## Action item:
All lines in the data bearing the string "super" should be identified and copied.

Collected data
use tracing::{debug, warn};

use super::field::Replicated;
use super::fields::ReplicatedFields;
use super::snapshot::{FieldValue, ReplicationSnapshot};
use crate::error::{ErrorSeverity, GameError};
use crate::state::{EntityId, Role};

#[derive(Clone, Debug, PartialEq, Eq, thiserror::Error)]
pub enum AuthorityError {
    #[error("{entity} cannot write {field:?} as {role}")]
    NotAuthority {
        entity: EntityId,
        role: Role,
        field: ReplicatedFields,
    },
}

impl GameError for AuthorityError {
    fn severity(&self) -> ErrorSeverity {
        ErrorSeverity::Validation
    }

    fn error_code(&self) -> &'static str {
        "AUTHORITY_NOT_AUTHORITY"
    }
}

/// Replicated state of one character, as seen by one simulation role.
#[derive(Clone, Debug)]
pub struct AuthoritySyncState {
    entity: EntityId,
    role: Role,
    character_level: Replicated<i32>,
}

impl AuthoritySyncState {
    pub fn new(entity: EntityId, role: Role, character_level: i32) -> Self {
        Self {
            entity,
            role,
            character_level: Replicated::new(character_level),
        }
    }

    pub fn role(&self) -> Role {
        self.role
    }

    pub fn character_level(&self) -> i32 {
        *self.character_level.get()
    }

    /// Sets the character level. Only the authority may write it.
    pub fn try_set_character_level(&mut self, level: i32) -> Result<(), AuthorityError> {
        if !self.role.is_authority() {
            return Err(AuthorityError::NotAuthority {
                entity: self.entity,
                role: self.role,
                field: ReplicatedFields::CHARACTER_LEVEL,
            });
        }
        if self.character_level.set(level) {
            debug!(entity = %self.entity, level, "character level changed");
        }
        Ok(())
    }

    /// Sets the character level, returning false (and logging) on observers.
    pub fn set_character_level(&mut self, level: i32) -> bool {
        match self.try_set_character_level(level) {
            Ok(()) => true,
            Err(error) => {
                warn!(%error, requested = level, "rejected replicated write");
                false
            }
        }
    }

    pub fn dirty_fields(&self) -> ReplicatedFields {
        let mut fields = ReplicatedFields::empty();
        if self.character_level.is_dirty() {
            fields |= ReplicatedFields::CHARACTER_LEVEL;
        }
        fields
    }

    /// Drains dirty fields into a snapshot. Authority only.
    pub fn collect_snapshot(&mut self) -> Option<ReplicationSnapshot> {
        if !self.role.is_authority() || self.dirty_fields().is_empty() {
            return None;
        }

        let mut values = Vec::new();
        if self.character_level.is_dirty() {
            values.push(FieldValue::CharacterLevel(self.character_level()));
            self.character_level.clear_dirty();
        }

        Some(ReplicationSnapshot {
            entity: self.entity,
            full: false,
            values,
        })
    }

    /// Every replicated field regardless of dirtiness. Authority only.
    pub fn full_snapshot(&self) -> Option<ReplicationSnapshot> {
        if !self.role.is_authority() {
            return None;
        }

        Some(ReplicationSnapshot {
            entity: self.entity,
            full: true,
            values: vec![FieldValue::CharacterLevel(self.character_level())],
        })
    }

    /// Applies an authority snapshot. Observer only; last writer wins.
    pub fn apply_snapshot(&mut self, snapshot: &ReplicationSnapshot) -> bool {
        if self.role.is_authority() || snapshot.entity != self.entity {
            debug!(
                entity = %self.entity,
                snapshot_entity = %snapshot.entity,
                role = %self.role,
                "ignored replication snapshot"
            );
            return false;
        }

        for value in &snapshot.values {
            match *value {
                FieldValue::CharacterLevel(level) => self.character_level.overwrite(level),
            }
        }
        true
    }
}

## Solution below:
use super::field::Replicated;
use super::fields::ReplicatedFields;
use super::snapshot::{FieldValue, ReplicationSnapshot};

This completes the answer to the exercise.